Вот представьте себе –мобил нету. И интернета нету. То есть совсем нету. Ни про какие социальные сети – никто слыхом тогда не слыхивал. Мобилы были у долларовых миллионеров, бригадиров бригад и прочего – и только поговорить. Минута разговора стоила несколько долларов.
Твоя социальная сеть – это твой двор, твоя школа, твоя компания. Всё. Одни и те же лица изо дня в день – и никого не забанишь, они всегда будут рядом, если не пойдут в армию, в тюрьму или их не убьют.
Вся информация – или из газет и журналов или из телека. Но на прессу денег нет.
Денег вообще нет. Во многих местах не знаешь, заплатят ли зарплату и когда. Некоторые – не получали годами, но как то жили. Но если и платят – хорошо если хватает на самое необходимое. Про то чтобы пойти посидеть в кафе – речи не идет, такое себе позволяют максимум на день рождения и то не всегда и не все.

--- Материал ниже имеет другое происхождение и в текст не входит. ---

//! Error types for the Cellpad application

use thiserror::Error;

/// Errors that can occur in the Cellpad application
#[derive(Error, Debug)]
pub enum CellpadError {
    #[error("IO error: {0}")]
    Io(#[from] std::io::Error),

    #[error(transparent)]
    Core(#[from] cellpad_core::CoreError),

    #[error("Failed to initialise logging: {0}")]
    Logging(String),
}

pub type Result<T> = std::result::Result<T, CellpadError>;
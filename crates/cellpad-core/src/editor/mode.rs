/// The edit-mode gate.
///
/// The engine stores edit status as a boolean; the editor lifts it into
/// this two-state machine so every transition has a name:
/// - [`Editing`](EditMode::Editing): cell clicks append references to the formula
/// - [`Viewing`](EditMode::Viewing): cell clicks move the working cell
#[derive(Clone, Copy, Debug, Default, PartialEq, Eq)]
pub enum EditMode {
    /// A formula is under construction.
    Editing,
    /// Navigating the sheet and viewing committed values.
    #[default]
    Viewing,
}

/// What a cell click should do, as decided by [`EditMode::route_cell_click`].
#[derive(Clone, Debug, PartialEq, Eq)]
pub enum CellClick {
    /// Append a reference to the clicked cell to the working formula.
    AppendReference(String),
    /// Make the clicked cell the working cell.
    Navigate(String),
}

impl EditMode {
    pub fn from_status(editing: bool) -> Self {
        if editing {
            EditMode::Editing
        } else {
            EditMode::Viewing
        }
    }

    pub fn is_editing(self) -> bool {
        self == EditMode::Editing
    }

    /// `edit_toggle`.
    pub fn toggled(self) -> Self {
        match self {
            EditMode::Editing => EditMode::Viewing,
            EditMode::Viewing => EditMode::Editing,
        }
    }

    /// Mode entered by pressing a token button, from either mode.
    pub const fn begin_token() -> Self {
        EditMode::Editing
    }

    pub fn route_cell_click(self, label: &str) -> CellClick {
        match self {
            EditMode::Editing => CellClick::AppendReference(label.to_string()),
            EditMode::Viewing => CellClick::Navigate(label.to_string()),
        }
    }

    pub fn name(self) -> &'static str {
        match self {
            EditMode::Editing => "editing",
            EditMode::Viewing => "viewing",
        }
    }
}
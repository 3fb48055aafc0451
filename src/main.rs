//! Cellpad - formula keypad for a shared spreadsheet, with TUI

mod config;
mod error;
mod logging;
mod replay;
mod tui;

use anyhow::Context;
use cellpad_core::FormulaEditor;
use cellpad_engine::MemoryEngine;
use clap::Parser;
use std::path::PathBuf;
use tracing::info;

use config::{Overrides, load_config};
use logging::LogTarget;

#[derive(Debug, Parser)]
#[command(name = "cellpad", version, about = "Edit spreadsheet formulas from a keypad.")]
struct Cli {
    /// Config file (defaults to the user config dir)
    #[arg(long, value_name = "FILE", conflicts_with = "no_config")]
    config: Option<PathBuf>,

    /// Ignore any config file
    #[arg(long)]
    no_config: bool,

    /// Document name shown in the status bar
    #[arg(short, long)]
    document: Option<String>,

    /// User name shown in the status bar
    #[arg(short, long)]
    user: Option<String>,

    /// Sheet width in columns
    #[arg(long)]
    columns: Option<usize>,

    /// Sheet height in rows
    #[arg(long)]
    rows: Option<usize>,

    /// Apply a whitespace-separated action script and print the result
    /// (non-interactive), e.g. "cell:C3 edit_toggle 7 + cell:A1"
    #[arg(short, long, value_name = "SCRIPT")]
    replay: Option<String>,

    /// Also print the sheet as a markdown table after a replay
    #[arg(long, requires = "replay")]
    grid: bool,

    /// Write logs to this file
    #[arg(long, value_name = "FILE")]
    log_file: Option<PathBuf>,
}

impl Cli {
    fn log_target(&self) -> LogTarget {
        match (&self.log_file, &self.replay) {
            (Some(path), _) => LogTarget::File(path.clone()),
            (None, Some(_)) => LogTarget::Stderr,
            (None, None) => LogTarget::Off,
        }
    }

    fn overrides(&self) -> Overrides {
        Overrides {
            document: self.document.clone(),
            user: self.user.clone(),
            columns: self.columns,
            rows: self.rows,
        }
    }
}

fn main() -> anyhow::Result<()> {
    let cli = Cli::parse();
    logging::init(cli.log_target()).context("failed to set up logging")?;

    let (mut config, mut warnings) = if cli.no_config {
        Default::default()
    } else {
        load_config(cli.config.as_deref())
    };
    warnings.extend(config.apply(cli.overrides()));
    for warning in &warnings {
        eprintln!("Warning: {}", warning);
    }

    let session = config.session.clone();
    info!(document = %session.document, user = %session.user, "opening session");
    let engine: tui::Engine = Box::new(MemoryEngine::new(session.clone()));
    let mut editor = FormulaEditor::new(engine).context("failed to start editing session")?;

    if let Some(script) = &cli.replay {
        let report = replay::run(&mut editor, script, cli.grid);
        editor.close().context("failed to close session")?;
        print!("{}", report.context("replay failed")?);
        return Ok(());
    }

    let (keymap, key_warnings) = tui::Keymap::with_overrides(&config.keys);
    for warning in key_warnings {
        eprintln!("Warning: {}", warning);
    }
    let mut app = tui::App::new(editor, keymap, &session);
    let result = tui::run(&mut app);
    app.close().context("failed to close session")?;
    result.context("terminal error")?;
    Ok(())
}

Машина – это роскошь, даже если это десятилетний Жигуль. Ремонтируют всегда сами, для чего мужики целыми днями сидят на гаражах. Бабы руками стирают, плюс – сидят на огородах. Огороды есть у всех, иначе не выжить. Зимой все едят свою картошку.

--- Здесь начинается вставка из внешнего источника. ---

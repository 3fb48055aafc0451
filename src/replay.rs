//! Non-interactive mode: run an action script and print the final snapshot.

use cellpad_core::{
    ActionQueue, DisplaySnapshot, FormulaEditor, SheetDisplay, SheetEngine, parse_script,
};
use cellpad_engine::engine::CellRef;
use tracing::info;

use crate::error::Result;

/// Replay `script` through `editor` in order. Returns the printable report.
pub fn run<E: SheetEngine>(
    editor: &mut FormulaEditor<E>,
    script: &str,
    grid: bool,
) -> Result<String> {
    let mut queue = ActionQueue::new();
    queue.extend(parse_script(script)?);
    let applied = queue.drain_into(editor);
    info!(applied, "replay finished");

    let mut out = render_snapshot(editor.snapshot());
    if grid {
        out.push('\n');
        out.push_str(&render_grid(&editor.snapshot().cells));
    }
    Ok(out)
}

pub fn render_snapshot(snap: &DisplaySnapshot) -> String {
    format!(
        "cell: {}\nmode: {}\nstatus: {}\nformula: {}\nresult: {}\n",
        snap.current_cell,
        snap.mode.name(),
        snap.status,
        snap.formula,
        snap.result
    )
}

/// Markdown table of the whole sheet.
pub fn render_grid(display: &SheetDisplay) -> String {
    let mut out = String::from("|   |");
    for col in 0..display.columns() {
        out.push_str(&format!(" {} |", CellRef::col_to_letters(col)));
    }
    out.push_str("\n|---|");
    for _ in 0..display.columns() {
        out.push_str("---|");
    }
    out.push('\n');
    for row in 0..display.rows() {
        out.push_str(&format!("| {} |", row + 1));
        for text in display.row(row).unwrap_or_default() {
            out.push_str(&format!(" {} |", text));
        }
        out.push('\n');
    }
    out
}
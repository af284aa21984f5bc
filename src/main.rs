//! Aura Grow backend
//!
//! LAN monitoring backend for a fleet of ESP8266-class farm sensors.
//! Polls every configured device on a fixed schedule, aggregates the
//! readings into a fleet snapshot, and serves both the data and the
//! fleet configuration over a JSON REST API.

use std::sync::Arc;

use actix_cors::Cors;
use actix_web::{middleware, web, App, HttpServer};
use anyhow::Context;
use tokio::sync::RwLock;
use tracing::info;
use tracing_subscriber::{fmt, layer::SubscriberExt, util::SubscriberInitExt, EnvFilter};

mod aggregate;
mod config;
mod device;
mod error;
mod handlers;
mod history;
mod models;
mod poller;
mod scheduler;
mod state;
mod validation;

use crate::config::Settings;
use crate::device::DeviceClient;
use crate::scheduler::Scheduler;
use crate::state::AppState;

#[actix_web::main]
async fn main() -> anyhow::Result<()> {
    // Load .env
    dotenv::dotenv().ok();

    // Logging
    let env_filter = EnvFilter::try_from_default_env()
        .unwrap_or_else(|_| EnvFilter::new("info,auragrow=debug"));

    tracing_subscriber::registry()
        .with(env_filter)
        .with(fmt::layer().json())
        .init();

    // Load configuration
    let settings = Settings::from_env().context("Failed to load configuration")?;
    let bind_address = format!("{}:{}", settings.server.host, settings.server.port);

    info!("Starting Aura Grow backend");
    info!("Binding server to {}", bind_address);

    // Shared application state
    let app_state = Arc::new(RwLock::new(AppState::new(settings.poll_config())));

    // ---------------------------------------------------------------------
    // Device polling scheduler
    // ---------------------------------------------------------------------
    let client = DeviceClient::new(settings.status_timeout(), settings.detail_timeout())
        .context("Failed to build device HTTP client")?;

    let scheduler = Scheduler::spawn(
        app_state.clone(),
        client,
        settings.poll.history_window,
    )
    .await;

    // ---------------------------------------------------------------------
    // HTTP server
    // ---------------------------------------------------------------------
    let server_state = app_state.clone();
    let server_scheduler = scheduler.clone();

    HttpServer::new(move || {
        let cors = Cors::default()
            .allow_any_origin()
            .allow_any_method()
            .allow_any_header()
            .max_age(3600);

        App::new()
            .app_data(web::Data::new(server_state.clone()))
            .app_data(web::Data::new(server_scheduler.clone()))
            .wrap(cors)
            .wrap(middleware::Logger::default())
            .wrap(middleware::Compress::default())
            .wrap(tracing_actix_web::TracingLogger::default())
            .configure(handlers::configure_routes)
    })
    .bind(&bind_address)
    .with_context(|| format!("Failed to bind {bind_address}"))?
    .run()
    .await?;

    // Server loop ended (signal received); stop polling cleanly.
    let _ = scheduler.stop();

    Ok(())
}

Никаких кредитов. Проценты по кредитам заоблачные, но и так не дают. Нет денег на самую примитивную бытовую технику, все советское. Стройка везде кроме самых крупных городов – почти остановлена, потому что квартиры никто не покупает. Денег нет.
Отовариваются все на рынках. Супермаркеты – это для богатых. Никаких брендовых вещей – все одеты в самый дешевый Китай или то, что осталось от СССР. Вещи носят до тех пор, пока они не превратятся совсем уж в тряпки. Никто не меняет вещь в носке просто потому что она больше не нравится или вышла из моды.

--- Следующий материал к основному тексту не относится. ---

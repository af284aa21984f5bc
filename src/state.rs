//! Application state management
//!
//! Central state container shared between the scheduler (writer) and the
//! HTTP API (reader): the latest Sensor set and AggregateSnapshot, the
//! active polling configuration, and a bounded log of recent poll attempts.
//!
//! A completed cycle replaces the Sensor set and snapshot in a single write,
//! so readers never observe data mixed from two cycles.

use std::collections::{BTreeMap, VecDeque};

use chrono::{DateTime, Utc};
use tracing::{debug, info};

use crate::config::PollConfig;
use crate::models::{AggregateSnapshot, FieldConditions, MetricType, Sensor};
use crate::poller::PollEvent;

/// Maximum number of poll-attempt events to keep, newest first.
const MAX_EVENTS: usize = 64;

/// Central application state
#[derive(Debug)]
pub struct AppState {
    /// Active polling configuration; mutate only via the scheduler handle.
    config: PollConfig,
    /// Latest cycle's Sensor records, keyed by device address.
    sensors: BTreeMap<String, Sensor>,
    /// Latest published fleet aggregate; `None` until the first cycle lands.
    snapshot: Option<AggregateSnapshot>,
    /// Rolling debug log of poll attempts, newest first.
    events: VecDeque<PollEvent>,
    /// Application start time
    start_time: DateTime<Utc>,
    /// Completed (published) poll cycles
    cycles_completed: u64,
    /// Completion time of the last published cycle
    last_cycle: Option<DateTime<Utc>>,
}

impl AppState {
    /// Create new application state
    pub fn new(config: PollConfig) -> Self {
        info!(
            devices = config.addresses.len(),
            interval_ms = config.interval_ms,
            "Initializing application state"
        );
        Self {
            config,
            sensors: BTreeMap::new(),
            snapshot: None,
            events: VecDeque::with_capacity(MAX_EVENTS),
            start_time: Utc::now(),
            cycles_completed: 0,
            last_cycle: None,
        }
    }

    /// Publish one completed cycle: replace the Sensor set and snapshot
    /// atomically and fold the cycle's poll events into the rolling log.
    pub fn publish_cycle(
        &mut self,
        sensors: BTreeMap<String, Sensor>,
        snapshot: AggregateSnapshot,
        events: Vec<PollEvent>,
    ) {
        self.cycles_completed += 1;
        self.last_cycle = Some(Utc::now());

        debug!(
            cycle = self.cycles_completed,
            connected = snapshot.connected_count,
            total = snapshot.total_count,
            "Publishing poll cycle"
        );

        self.sensors = sensors;
        self.snapshot = Some(snapshot);
        for event in events {
            self.push_event(event);
        }
    }

    fn push_event(&mut self, event: PollEvent) {
        if self.events.len() >= MAX_EVENTS {
            self.events.pop_back();
        }
        self.events.push_front(event);
    }

    /// Latest Sensor records, in address order.
    pub fn sensors(&self) -> impl Iterator<Item = &Sensor> {
        self.sensors.values()
    }

    /// Latest published aggregate, if any cycle has completed.
    pub fn snapshot(&self) -> Option<&AggregateSnapshot> {
        self.snapshot.as_ref()
    }

    /// Recent poll events, newest first.
    pub fn events(&self) -> impl Iterator<Item = &PollEvent> {
        self.events.iter()
    }

    /// Active polling configuration.
    pub fn config(&self) -> &PollConfig {
        &self.config
    }

    /// Mutable polling configuration, for the scheduler handle only.
    pub(crate) fn config_mut(&mut self) -> &mut PollConfig {
        &mut self.config
    }

    /// Averaged field conditions for the crop-recommendation engine.
    pub fn field_conditions(&self) -> FieldConditions {
        let snapshot = self.snapshot.as_ref();
        FieldConditions {
            soil_moisture: snapshot.and_then(|s| s.average(MetricType::SoilMoisture)),
            rainfall_equivalent: snapshot.and_then(|s| s.average(MetricType::Humidity)),
        }
    }

    /// Get uptime in seconds
    pub fn uptime_seconds(&self) -> u64 {
        (Utc::now() - self.start_time).num_seconds().max(0) as u64
    }

    pub fn cycles_completed(&self) -> u64 {
        self.cycles_completed
    }

    pub fn last_cycle(&self) -> Option<DateTime<Utc>> {
        self.last_cycle
    }
}
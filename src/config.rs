//! Configuration management module
//!
//! Loads and validates environment-based configuration.
//! Designed to be production-ready and easily extensible.

use std::env;
use std::time::Duration;

use serde::{Deserialize, Serialize};
use thiserror::Error;

/// Configuration errors
#[derive(Debug, Error)]
pub enum SettingsError {
    #[error("Invalid number format in environment variable {0}")]
    ParseError(&'static str),

    #[error("Polling interval must be a positive number of milliseconds")]
    InvalidInterval,
}

/// Server configuration settings
#[derive(Debug, Clone, Deserialize)]
pub struct ServerSettings {
    pub host: String,
    pub port: u16,
}

/// Device polling settings
#[derive(Debug, Clone, Deserialize)]
pub struct PollSettings {
    /// Interval in milliseconds between poll cycles
    pub interval_ms: u64,
    /// Hard timeout for the primary status call, in milliseconds
    pub status_timeout_ms: u64,
    /// Hard timeout for the secondary detail/info calls, in milliseconds
    pub detail_timeout_ms: u64,
    /// Number of synthesized points per sensor history window
    pub history_window: usize,
    /// Initially configured device addresses (host or host:port)
    pub devices: Vec<String>,
}

/// Runtime polling configuration shared between the scheduler and the
/// configuration API. A cycle always works from the snapshot it was handed
/// at start, never from a value read mid-flight.
#[derive(Debug, Clone, Serialize, Deserialize)]
pub struct PollConfig {
    pub addresses: Vec<String>,
    pub interval_ms: u64,
}

impl PollConfig {
    pub fn interval(&self) -> Duration {
        Duration::from_millis(self.interval_ms)
    }
}

/// Root configuration structure
#[derive(Debug, Clone, Deserialize)]
pub struct Settings {
    pub server: ServerSettings,
    pub poll: PollSettings,
}

impl Settings {
    /// Load settings from environment variables
    pub fn from_env() -> Result<Self, SettingsError> {
        let port = env::var("SERVER_PORT")
            .unwrap_or_else(|_| "8080".into())
            .parse()
            .map_err(|_| SettingsError::ParseError("SERVER_PORT"))?;

        let interval_ms: u64 = env::var("POLL_INTERVAL_MS")
            .unwrap_or_else(|_| "5000".into())
            .parse()
            .map_err(|_| SettingsError::ParseError("POLL_INTERVAL_MS"))?;
        if interval_ms == 0 {
            return Err(SettingsError::InvalidInterval);
        }

        let status_timeout_ms = env::var("DEVICE_STATUS_TIMEOUT_MS")
            .unwrap_or_else(|_| "8000".into())
            .parse()
            .map_err(|_| SettingsError::ParseError("DEVICE_STATUS_TIMEOUT_MS"))?;

        let detail_timeout_ms = env::var("DEVICE_DETAIL_TIMEOUT_MS")
            .unwrap_or_else(|_| "5000".into())
            .parse()
            .map_err(|_| SettingsError::ParseError("DEVICE_DETAIL_TIMEOUT_MS"))?;

        let history_window = env::var("HISTORY_WINDOW")
            .unwrap_or_else(|_| "24".into())
            .parse()
            .map_err(|_| SettingsError::ParseError("HISTORY_WINDOW"))?;

        let devices = env::var("DEVICE_ADDRESSES")
            .unwrap_or_else(|_| "192.168.122.79".into())
            .split(',')
            .map(str::trim)
            .filter(|s| !s.is_empty())
            .map(str::to_string)
            .collect();

        Ok(Self {
            server: ServerSettings {
                host: env::var("SERVER_HOST").unwrap_or_else(|_| "0.0.0.0".into()),
                port,
            },
            poll: PollSettings {
                interval_ms,
                status_timeout_ms,
                detail_timeout_ms,
                history_window,
                devices,
            },
        })
    }

    /// The runtime polling configuration derived from these settings.
    pub fn poll_config(&self) -> PollConfig {
        PollConfig {
            addresses: self.poll.devices.clone(),
            interval_ms: self.poll.interval_ms,
        }
    }

    pub fn status_timeout(&self) -> Duration {
        Duration::from_millis(self.poll.status_timeout_ms)
    }

    pub fn detail_timeout(&self) -> Duration {
        Duration::from_millis(self.poll.detail_timeout_ms)
    }
}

В политике полный бардак. Меняются премьеры, голосят депутаты – но толку от этого ноль. Лучше не становится. У всех четкое понимание, что завтра может начаться все что угодно – например, гражданская война. Или придут, передернут затвор автомата и скажут – выметайся из квартиры. Бизнесом заниматься нормально нельзя – кругом вымогатели и кидалы. Кидают все и всех. Единственный закон – умри ты сегодня, а я – завтра.
Единственный путь наверх – это подростковая группировка. Потом банда. Но это был не только способ зарабатывать деньги (вымогая их у других). Уровень насилия тогда был очень высоким. Могли избить, убить просто так – чтобы сорвать злость на ком-то. Единственный способ избежать этого – самому представлять опасность, причем чем больше, тем лучше.
Представили все это?
А теперь представьте, как жили пацаны, которым в те годы было… четырнадцать… шестнадцать… двадцать лет. Перспектив никаких. Что дальше будет – непонятно. Из развлечений – бабы, бухло, может мотоцикл или дешевая машина.
Ничего не было ценно и дорого. Не было чего-то такого, что было страшно потерять. Изо дня в день – все одно и то же, одни и те же рожи, одни и те же дворы, учеба, которая надоела и которая все равно не даст возможностей для достойной жизни. Если ничего не ценно, совершить преступление очень просто, ничего не удерживает тебя от этого. Одно, потом еще одно, потом еще и еще.
Выхода – нет.
Можно много говорить про то что есть сейчас – да, есть проблемы. Но по крайней мере «сейчас» есть и «завтра» тоже есть. И наверное платить пятнадцать лет за ипотеку лучше чем жить в развалюхе с родителями и знать, что ты никогда из нее не выберешься.
Вот, как то так. Судить нас, тогдашних – просто. Но чтобы иметь право судить – надо самому пожить, посмотреть. Или просто – попытаться представить и примерить на себя. Тогда и говорить.
И да, еще одно. Когда кто-то говорит или думает что ему нечего терять – он сильно ошибается. Только в 1992 году стало понятно, что терять все же есть чего. Но было уже поздно.